Wirtschaftskrise? Nicht für Internet und TV

In einer aktuellen Untersuchung hat die Media Agentur Initiative Media das Mediennutzungsverhalten etwas genauer unter die Lupe genommen. Bedingt durch die Wirtschaftkrise sehen die Untersucher schlechte Zeiten auf die Printmedien zukommen, dem Fernsehen und dem Internet hingegen werden weitere Zuwächse prophezeit.

Media-Studien zeigen einen Trend gegen die Wirtschaftskrise

Bei der Untersuchung wurde das Mediennutzungsverhalten der letzten 10 Jahre als Untersuchungsgrundlage herangezogen.
Im Grunde führen die Untersucher dieses Ergebnis darauf zurück, dass alle Medien, die kostenlos zugänglich sind, von der Wirtschaftkrise profitieren werden – folglich also sowohl das Internet, als auch das Fernsehen. Diese Phänomen – wenn man es so bezeichnen möchte – konnte man bereits bei der dotcom-Krise (dem Kurseinbruch vieler börsenorientierter Unternehmen, deren geschäftliche Tätigkeiten hauptsächlich mit Internet Tätigkeiten zu tun hatten, im März 2000) beobachten.

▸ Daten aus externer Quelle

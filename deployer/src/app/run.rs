//! Run one deployment request end to end

use tracing::info;

use crate::app::options::AppOptions;
use crate::app::state::AppState;
use crate::errors::DeployError;
use crate::models::request::DeploymentRequest;
use crate::report::publish::publish;
use crate::report::summary::DeploymentReport;

/// Execute the request, then attach the log artifacts to its ticket
pub async fn run(
    request: &DeploymentRequest,
    options: &AppOptions,
) -> Result<DeploymentReport, DeployError> {
    let state = AppState::init(options)?;
    execute(&state, request).await
}

/// Execute the request with already wired collaborators
pub async fn execute(
    state: &AppState,
    request: &DeploymentRequest,
) -> Result<DeploymentReport, DeployError> {
    info!(
        "Deploying {} script(s) to {} target(s) as {} ({})",
        request.scripts.len(),
        request.targets.len(),
        request.user,
        request.mode()
    );

    let report = state.coordinator.execute(request).await?;

    if let Some(ticket) = request.ticket.as_deref() {
        let artifacts = report.log_artifacts();
        let uploaded = publish(state.tracker.as_ref(), Some(ticket), &artifacts).await;
        info!(
            "{} of {} log file(s) attached to {}",
            uploaded,
            artifacts.len(),
            ticket
        );
    }

    Ok(report)
}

Für die aktuelle Lage konnten die Herausgeber der Studie einen signifikanten Zusammenhang zwischen Arbeitslosigkeit und Fernsehnutzung feststellen. Das scheint auch logisch zu sein, denn wer keine Arbeit hat, hat schließlich nicht viel Geld zur Verfügung und darüber hinaus viel Zeit. Das gleiche gilt für das Internet, welches durch die verschiedenen Flatrates mittlerweile zur Standardausstattung in jedem Haushalt gehört.

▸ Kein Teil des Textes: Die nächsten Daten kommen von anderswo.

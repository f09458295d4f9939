//! Finite State Machine for a deployment request

use serde::{Deserialize, Serialize};

/// Request state
#[derive(Debug, Clone, PartialEq, Eq, Serialize, Deserialize)]
#[serde(rename_all = "lowercase")]
pub enum RequestState {
    /// Validated, nothing resolved yet
    Init,

    /// Resolving targets and running pre-flight checks
    Resolving,

    /// Scripts running on targets
    Executing,

    /// Gathering classified errors from the runs
    Collecting,

    /// Report built
    Reported,

    /// Request aborted before reporting
    Failed,
}

/// Request event
#[derive(Debug, Clone)]
pub enum RequestEvent {
    /// Begin resolving targets
    Start,

    /// All targets resolved or rejected
    Resolved,

    /// Every execution finished
    Collect,

    /// Report built
    Report,

    /// Request-level failure
    Fail(String),
}

/// Request FSM
#[derive(Debug, Clone)]
pub struct RequestFsm {
    state: RequestState,
    error: Option<String>,
}

impl RequestFsm {
    /// Create a new FSM in init state
    pub fn new() -> Self {
        Self {
            state: RequestState::Init,
            error: None,
        }
    }

    /// Get current state
    pub fn state(&self) -> &RequestState {
        &self.state
    }

    /// Get error message if any
    pub fn error(&self) -> Option<&str> {
        self.error.as_deref()
    }

    /// Process an event and transition state
    pub fn process(&mut self, event: RequestEvent) -> Result<(), String> {
        let new_state = match (&self.state, &event) {
            (RequestState::Init, RequestEvent::Start) => RequestState::Resolving,
            (RequestState::Resolving, RequestEvent::Resolved) => RequestState::Executing,
            (RequestState::Executing, RequestEvent::Collect) => RequestState::Collecting,
            (RequestState::Collecting, RequestEvent::Report) => RequestState::Reported,

            // Any unfinished state may fail
            (
                RequestState::Init
                | RequestState::Resolving
                | RequestState::Executing
                | RequestState::Collecting,
                RequestEvent::Fail(err),
            ) => {
                self.error = Some(err.clone());
                RequestState::Failed
            }

            // Invalid transitions
            (state, event) => {
                return Err(format!("Invalid transition: {:?} -> {:?}", state, event));
            }
        };

        self.state = new_state;
        Ok(())
    }

    /// Whether the request reached a final state
    pub fn is_terminal(&self) -> bool {
        matches!(self.state, RequestState::Reported | RequestState::Failed)
    }
}

impl Default for RequestFsm {
    fn default() -> Self {
        Self::new()
    }
}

Auf viele Konsumgüter möchten die meisten Kunden allerdings dennoch nicht verzichten und kaufen häufiger in Online Shops ein, da hier meist einiges gespart werden kann. Die Seoline GmbH empfiehlt deshalb, diesen Trend nicht zu verpassen, denn so wie die Internetnutzung ansteigen wird (und bereits angestiegen ist), wird auch der Verkauf im Internet ansteigen. Seoline rät deshalb jetzt an die geeigneten Online Marketing Maßnahmen zu denken, damit diese greifen, wenn der Trend noch im Steigen begriffen ist.
Abgesehen davon prophezeit die Untersuchung eine verstärkte Nutzung des Social Webs. Auch diesen Trend kann Seoline nur bestätigen. Die „Daheim-gebliebenen“ möchten trotzdem in Kontakt mit anderen Menschen treten und bleiben. Diverse Foren, Netzwerke und Blogs bieten hier äußerst geeignete Möglichkeiten.

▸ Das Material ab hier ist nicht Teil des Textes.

//! HTTP client implementation

use std::time::Duration;

use reqwest::multipart::{Form, Part};
use reqwest::{header, Client, StatusCode};
use secrecy::{ExposeSecret, SecretString};
use serde::de::DeserializeOwned;
use tracing::{debug, error};
use url::Url;

use api_models::models::ErrorResponse;

use crate::errors::DeployError;

/// Connection options for one REST API
#[derive(Debug)]
pub struct ApiOptions {
    /// Base URL, path segments are appended to it
    pub base_url: String,

    /// Basic auth user
    pub user: String,

    /// Basic auth password
    pub password: SecretString,

    /// Skip TLS certificate verification
    pub accept_invalid_certs: bool,

    /// Request timeout
    pub timeout: Duration,
}

impl ApiOptions {
    pub fn new(base_url: impl Into<String>) -> Self {
        Self {
            base_url: base_url.into(),
            user: String::new(),
            password: SecretString::from(String::new()),
            accept_invalid_certs: false,
            timeout: Duration::from_secs(30),
        }
    }
}

/// HTTP client with basic auth against one base URL
pub struct HttpClient {
    client: Client,
    base_url: Url,
    user: String,
    password: SecretString,
}

impl HttpClient {
    /// Create a new HTTP client
    pub fn new(options: &ApiOptions) -> Result<Self, DeployError> {
        let base_url = Url::parse(&options.base_url).map_err(|e| {
            DeployError::ConfigError(format!("Invalid base URL {}: {}", options.base_url, e))
        })?;
        if base_url.cannot_be_a_base() {
            return Err(DeployError::ConfigError(format!(
                "Invalid base URL {}",
                options.base_url
            )));
        }

        let client = Client::builder()
            .timeout(options.timeout)
            .danger_accept_invalid_certs(options.accept_invalid_certs)
            .build()?;

        Ok(Self {
            client,
            base_url,
            user: options.user.clone(),
            password: SecretString::from(options.password.expose_secret().to_string()),
        })
    }

    /// Get the base URL
    pub fn base_url(&self) -> &str {
        self.base_url.as_str()
    }

    /// Base URL with the given path segments appended, each one percent-encoded
    pub fn url(&self, segments: &[&str]) -> Url {
        let mut url = self.base_url.clone();
        if let Ok(mut path) = url.path_segments_mut() {
            path.pop_if_empty().extend(segments);
        }
        url
    }

    fn credentials(&self) -> Option<(&str, &str)> {
        if self.user.is_empty() {
            None
        } else {
            Some((self.user.as_str(), self.password.expose_secret()))
        }
    }

    /// Make a GET request and decode a JSON body
    pub async fn get<T: DeserializeOwned>(&self, segments: &[&str]) -> Result<T, DeployError> {
        let url = self.url(segments);
        debug!("GET {}", url);

        let mut request = self
            .client
            .get(url.clone())
            .header(header::ACCEPT, "application/json");
        if let Some((user, password)) = self.credentials() {
            request = request.basic_auth(user, Some(password));
        }

        let response = request.send().await?;

        if !response.status().is_success() {
            let status = response.status();
            let body = response.text().await.unwrap_or_default();
            error!("HTTP GET failed: {} - {}", status, body);
            return Err(api_error(status, &body));
        }

        let body = response.text().await?;
        Ok(serde_json::from_str(&body)?)
    }

    /// POST a file as a multipart attachment and return the response body.
    ///
    /// Only `200 OK` counts as success.
    pub async fn post_file(
        &self,
        segments: &[&str],
        file_name: String,
        contents: Vec<u8>,
        headers: &[(&'static str, &'static str)],
    ) -> Result<String, DeployError> {
        let url = self.url(segments);
        debug!("POST {} ({})", url, file_name);

        let form = Form::new().part("file", Part::bytes(contents).file_name(file_name));
        let mut request = self.client.post(url).multipart(form);
        for (name, value) in headers {
            request = request.header(*name, *value);
        }
        if let Some((user, password)) = self.credentials() {
            request = request.basic_auth(user, Some(password));
        }

        let response = request.send().await?;

        if response.status() != StatusCode::OK {
            let status = response.status();
            let body = response.text().await.unwrap_or_default();
            error!("HTTP POST failed: {} - {}", status, body);
            return Err(api_error(status, &body));
        }

        Ok(response.text().await?)
    }
}

/// Prefer the message of a JSON error body over the raw text
fn api_error(status: StatusCode, body: &str) -> DeployError {
    let detail = match serde_json::from_str::<ErrorResponse>(body) {
        Ok(err) if !err.message.is_empty() => err.message,
        Ok(err) if !err.error.is_empty() => err.error,
        _ => body.trim().to_string(),
    };
    DeployError::ApiError(format!("{}: {}", status, detail))
}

Wie bereits erwähnt, geht die Studie davon aus, dass es für die Printmedien ganz anders aussehen wird. Durch das Geld, das weniger vorhanden ist, werden die Verkaufszahlen von Zeitschriften und Magazinen sinken. Gleiches gilt für Abos, einige werden gekündigt werden und insgesamt werden künftig nicht mehr so viele Abos abgeschlossen werden, wie es noch vor der Krise der Fall war.
Von der Krise unberührt hingegen bleibt lediglich das Radio.